もう一つ、画面下部の地下道について。AC版では敵が徘徊しているだけ(地上に這い出てくる)でしたが、マークV版ではなんと、戦士も入れるようになっています。しかも入らないと進めない所が存在する他、なんと地下道にさらに穴が開いていて、落ちると死ぬ所まで存在します。
縦スクロールもあるぞ、エッヘン!
・残念な・・・
「はっ!」「とぉーっ!」「うわぁーっ」ととにかく叫びまくっていたAC版ですが、マークVでは残念ながら一言も音声を発しなくなっています。敵に当たると吹っ飛び、くるくるマーク(ピヨった時のような頭の上のアレ)を出しながら倒れます。ちょっと滑稽チック。ゲームオーバーになると死神が戦士を運んでゆく演出は再現されています。

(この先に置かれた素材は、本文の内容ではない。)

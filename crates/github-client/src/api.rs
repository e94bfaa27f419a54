use async_trait::async_trait;

use crate::types::{CheckRunList, CombinedStatus, Issue, Notification, PullRequest, Review, User};
use crate::{Client, Result};

/// The GitHub operations the triage engine depends on.
///
/// [`Client`] is the production implementation; tests substitute an
/// in-memory fake.
#[async_trait]
pub trait Api: Send + Sync {
    async fn list_notifications(&self, page: u32, per_page: u32) -> Result<Vec<Notification>>;
    async fn current_user(&self) -> Result<User>;
    async fn get_issue(&self, owner: &str, repo: &str, number: u64) -> Result<Issue>;
    async fn get_pull_request(&self, owner: &str, repo: &str, number: u64) -> Result<PullRequest>;
    async fn list_reviews(&self, owner: &str, repo: &str, number: u64) -> Result<Vec<Review>>;
    async fn combined_status(&self, owner: &str, repo: &str, sha: &str) -> Result<CombinedStatus>;
    async fn list_check_runs(&self, owner: &str, repo: &str, sha: &str) -> Result<CheckRunList>;
    async fn mark_thread_read(&self, thread_id: &str) -> Result<()>;
}

#[async_trait]
impl Api for Client {
    async fn list_notifications(&self, page: u32, per_page: u32) -> Result<Vec<Notification>> {
        Client::list_notifications(self, page, per_page).await
    }

    async fn current_user(&self) -> Result<User> {
        Client::current_user(self).await
    }

    async fn get_issue(&self, owner: &str, repo: &str, number: u64) -> Result<Issue> {
        Client::get_issue(self, owner, repo, number).await
    }

    async fn get_pull_request(&self, owner: &str, repo: &str, number: u64) -> Result<PullRequest> {
        Client::get_pull_request(self, owner, repo, number).await
    }

    async fn list_reviews(&self, owner: &str, repo: &str, number: u64) -> Result<Vec<Review>> {
        Client::list_reviews(self, owner, repo, number).await
    }

    async fn combined_status(&self, owner: &str, repo: &str, sha: &str) -> Result<CombinedStatus> {
        Client::combined_status(self, owner, repo, sha).await
    }

    async fn list_check_runs(&self, owner: &str, repo: &str, sha: &str) -> Result<CheckRunList> {
        Client::list_check_runs(self, owner, repo, sha).await
    }

    async fn mark_thread_read(&self, thread_id: &str) -> Result<()> {
        Client::mark_thread_read(self, thread_id).await
    }
}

あと、AC版では画面右下にそのステージのミニマップと現在位置が表示されていましたが、それはなくなっています。
それと最後に一つ。AC版は強力なスプライト機能によって敵キャラが大量に現れ、それをガンガン撃破していくのが爽快極まりなかったですが、マークV版は性能に合わせ敵キャラの出現が少なく、爽快感がかなりダウンしています(それでもチラツキひどいし)。
BGMがなぜかFM音源に対応してなく、独特のPSG音源がちょっと寂しいマークV版アルゴス。正直な感想としては「ツライな」。テンポがいいのは救いですが、それに伴い敵も弾も異様に動きが速くて嫌な感じに難しくなっています。まぁ、コンテニューはいくらでもできる(その場で復活するには裏技が必要)ので根性があればクリアもできるでしょう。
マークV唯一のサードパーティーが1Mのシルバーカードリッジとして発売したテクモ移植作2本ですが、この「アルゴスの十字剣」はユーザーの期待には応えられませんでした。好き嫌いは別にして。